Hij zei bij aanvang van zijn pleidooi dat het OM „heel selectief heeft geknipt” in zijn uitspraken, „waardoor er een totaal gemanipuleerd beeld is ontstaan van de boodschap die ik heb uitgedragen”.
De officier is niet oprecht, zei Van Meijeren. „Uitspraken van mij zijn onterecht uit hun context gehaald en gemanipuleerd om een vals beeld te scheppen over mijn intenties.
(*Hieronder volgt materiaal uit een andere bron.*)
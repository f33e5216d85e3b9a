//! The pixelation transform.
//!
//! One call processes one source image: decode, normalize to RGBA, apply the
//! color filter once, then for every requested resolution downsample to a
//! square `res × res` working image and upsample back to the source
//! dimensions, both with nearest-neighbor resampling. The square intermediate
//! deliberately discards aspect ratio; the round trip restores it, which is
//! what produces the blocky look.
//!
//! Runs on the blocking thread pool; see [`super::batch`] for dispatch.

use std::fs::File;
use std::io::BufWriter;
use std::path::{Path, PathBuf};

use image::codecs::gif::GifEncoder;
use image::imageops::FilterType;
use image::{DynamicImage, Frame, ImageFormat};
use tracing::debug;

use crate::core::{PixelationJob, PixelationSettings};
use crate::utils::{
    OutputFormat, PixelError, PixelResult, ValidationError,
    ensure_output_dir, output_file_name, source_stem,
};
use super::filters::apply_filter;

/// Processes one job: every resolution of one source image.
///
/// Returns the written output paths in resolution order. Any failure aborts
/// the whole job and the image contributes nothing; outputs already written
/// before the failure are left on disk but not reported.
pub fn pixelate_image(job: &PixelationJob) -> PixelResult<Vec<PathBuf>> {
    let input_path = &job.input_path;
    let settings = &job.settings;

    let source = image::open(input_path).map_err(|e| {
        PixelError::decode(format!("Failed to open '{}': {}", input_path.display(), e))
    })?;

    // Normalize to RGBA before filtering so all decode formats behave alike
    let source = DynamicImage::ImageRgba8(source.to_rgba8());
    let base = apply_filter(source, settings.filter);

    debug!(
        "Loaded '{}': {}x{}, {} resolution(s)",
        input_path.display(),
        base.width(),
        base.height(),
        settings.resolutions.len()
    );

    ensure_output_dir(&settings.output_dir)?;

    let stem = source_stem(input_path);
    let mut outputs = Vec::with_capacity(settings.resolutions.len());
    for &res in &settings.resolutions {
        outputs.push(pixelate_to_resolution(&base, res, &stem, settings)?);
    }

    Ok(outputs)
}

/// Produces the single output for one resolution of an already-filtered base
/// image.
///
/// Exposed as the finer-grained extension point: callers wanting
/// per-resolution error handling can drive this directly instead of
/// [`pixelate_image`]'s all-or-nothing loop.
pub fn pixelate_to_resolution(
    base: &DynamicImage,
    res: u32,
    stem: &str,
    settings: &PixelationSettings,
) -> PixelResult<PathBuf> {
    if res == 0 {
        return Err(ValidationError::settings("Resolution must be positive").into());
    }

    let (width, height) = (base.width(), base.height());

    // Square working image, then back to the original canvas. resize_exact
    // ignores aspect ratio, which is required here.
    let small = base.resize_exact(res, res, FilterType::Nearest);
    let pixelated = small.resize_exact(width, height, FilterType::Nearest);

    let file_name = output_file_name(stem, res, settings.filter, settings.format);
    let output_path = settings.output_dir.join(file_name);

    encode_to(&pixelated, &output_path, settings.format)?;
    debug!("Wrote '{}'", output_path.display());

    Ok(output_path)
}

/// Encodes `image` to `path`, overwriting any existing file.
fn encode_to(image: &DynamicImage, path: &Path, format: OutputFormat) -> PixelResult<()> {
    let encode_err =
        |e: &dyn std::fmt::Display| PixelError::encode(format!("'{}': {}", path.display(), e));

    match format {
        OutputFormat::Png => image
            .save_with_format(path, ImageFormat::Png)
            .map_err(|e| encode_err(&e)),
        OutputFormat::Jpeg => {
            // JPEG has no alpha channel; flatten to RGB before encoding
            DynamicImage::ImageRgb8(image.to_rgb8())
                .save_with_format(path, ImageFormat::Jpeg)
                .map_err(|e| encode_err(&e))
        }
        OutputFormat::Gif => {
            let file = File::create(path).map_err(|e| encode_err(&e))?;
            let mut encoder = GifEncoder::new(BufWriter::new(file));
            // Frame encoding quantizes to an adaptive palette; GIF cannot
            // carry truecolor RGBA
            encoder
                .encode_frame(Frame::new(image.to_rgba8()))
                .map_err(|e| encode_err(&e))
        }
    }
}
use serde::{Deserialize, Serialize};

/// Progress message type
#[derive(Debug, Deserialize, Clone, Copy, Serialize, PartialEq, Eq)]
#[serde(rename_all = "camelCase")]
pub enum ProgressType {
    Start,
    Progress,
    Complete,
    Error,
}

/// Unified progress struct for tracking a batch throughout the crate
#[derive(Debug, Clone, Serialize, Deserialize)]
#[serde(rename_all = "camelCase")]
pub struct Progress {
    /// Progress type (start, progress, complete, error)
    pub progress_type: ProgressType,
    /// Number of completed source images (failed ones included)
    pub completed_images: usize,
    /// Total number of source images in the batch
    pub total_images: usize,
    /// Progress percentage (0-100), floor of completed/total
    pub progress_percentage: usize,
    /// Current status message
    pub status: String,
    /// Optional error message for failed images
    #[serde(default)]
    pub error: Option<String>,
    /// Optional additional metadata
    #[serde(default)]
    pub metadata: Option<serde_json::Value>,
}

/// Simplified progress update for the shell's progress bar
#[derive(Debug, Deserialize, Clone, Serialize)]
#[serde(rename_all = "camelCase")]
pub struct ProgressUpdate {
    pub completed_images: usize,
    pub total_images: usize,
    pub progress_percentage: usize,
    pub status: String,
    #[serde(default)]
    pub metadata: Option<serde_json::Value>,
}

impl Progress {
    /// Create a new Progress instance with basic information
    pub fn new(
        progress_type: ProgressType,
        completed_images: usize,
        total_images: usize,
        status: &str,
    ) -> Self {
        let progress_percentage = if total_images > 0 {
            (completed_images * 100) / total_images
        } else {
            0
        };

        Self {
            progress_type,
            completed_images,
            total_images,
            progress_percentage,
            status: status.to_string(),
            error: None,
            metadata: None,
        }
    }

    pub fn with_error(mut self, error: impl Into<String>) -> Self {
        self.error = Some(error.into());
        self
    }

    pub fn with_metadata(mut self, metadata: serde_json::Value) -> Self {
        self.metadata = Some(metadata);
        self
    }

    /// Convert to a ProgressUpdate for shell consumption
    pub fn to_progress_update(&self) -> ProgressUpdate {
        ProgressUpdate {
            completed_images: self.completed_images,
            total_images: self.total_images,
            progress_percentage: self.progress_percentage,
            status: self.status.clone(),
            metadata: self.metadata.clone(),
        }
    }
}
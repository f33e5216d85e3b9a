use std::path::Path;
use crate::core::ColorFilter;
use crate::utils::{OutputFormat, PixelError, PixelResult};

/// Source base name without extension, as used in output filenames.
pub fn source_stem(path: &Path) -> String {
    path.file_stem()
        .and_then(|s| s.to_str())
        .unwrap_or("image")
        .to_string()
}

/// Build an output filename per the naming contract:
/// `{base}_pixelated_{res}x{res}[_{filter}].{ext}`.
///
/// The filter suffix appears only when a non-identity filter was applied.
/// Shells rely on these names being stable across versions.
pub fn output_file_name(stem: &str, res: u32, filter: ColorFilter, format: OutputFormat) -> String {
    let mut name = format!("{stem}_pixelated_{res}x{res}");
    if let Some(suffix) = filter.suffix() {
        name.push('_');
        name.push_str(suffix);
    }
    name.push('.');
    name.push_str(format.extension());
    name
}

/// Create the output directory (and parents) if absent.
///
/// Runs inside the blocking transform, so this uses synchronous IO.
pub fn ensure_output_dir(dir: &Path) -> PixelResult<()> {
    std::fs::create_dir_all(dir)
        .map_err(|e| PixelError::directory(format!(
            "Cannot create output directory {}: {}", dir.display(), e
        )))
}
Door delen weg te laten uit de tenlastelegging, waarin ik expliciet pleit voor vreedzame revolutie, heeft het OM een misleidend en verkeerd beeld gepresenteerd.”
Het Kamerlid vindt dat er sprake is van verdraaiing van zijn woorden en intenties. „Mijn uitspraken kunnen onmogelijk worden opgevat als opruiing tot geweld.” Hij vroeg de rechter hem vrij te spreken.
In zijn laatste woord zei Van Meijeren: „Ongeacht de uitkomst zal ik de strijd voor herstel van onze democratie onverminderd doorzetten. Een veroordeling zou ik niet zien als einde van de missie.” Tegen de rechtbank zei hij: „U oordeelt niet alleen over mijn lot, maar over de vrijheid van meningsuiting van alle Nederlanders.”
De rechtbank doet op 11 juni uitspraak.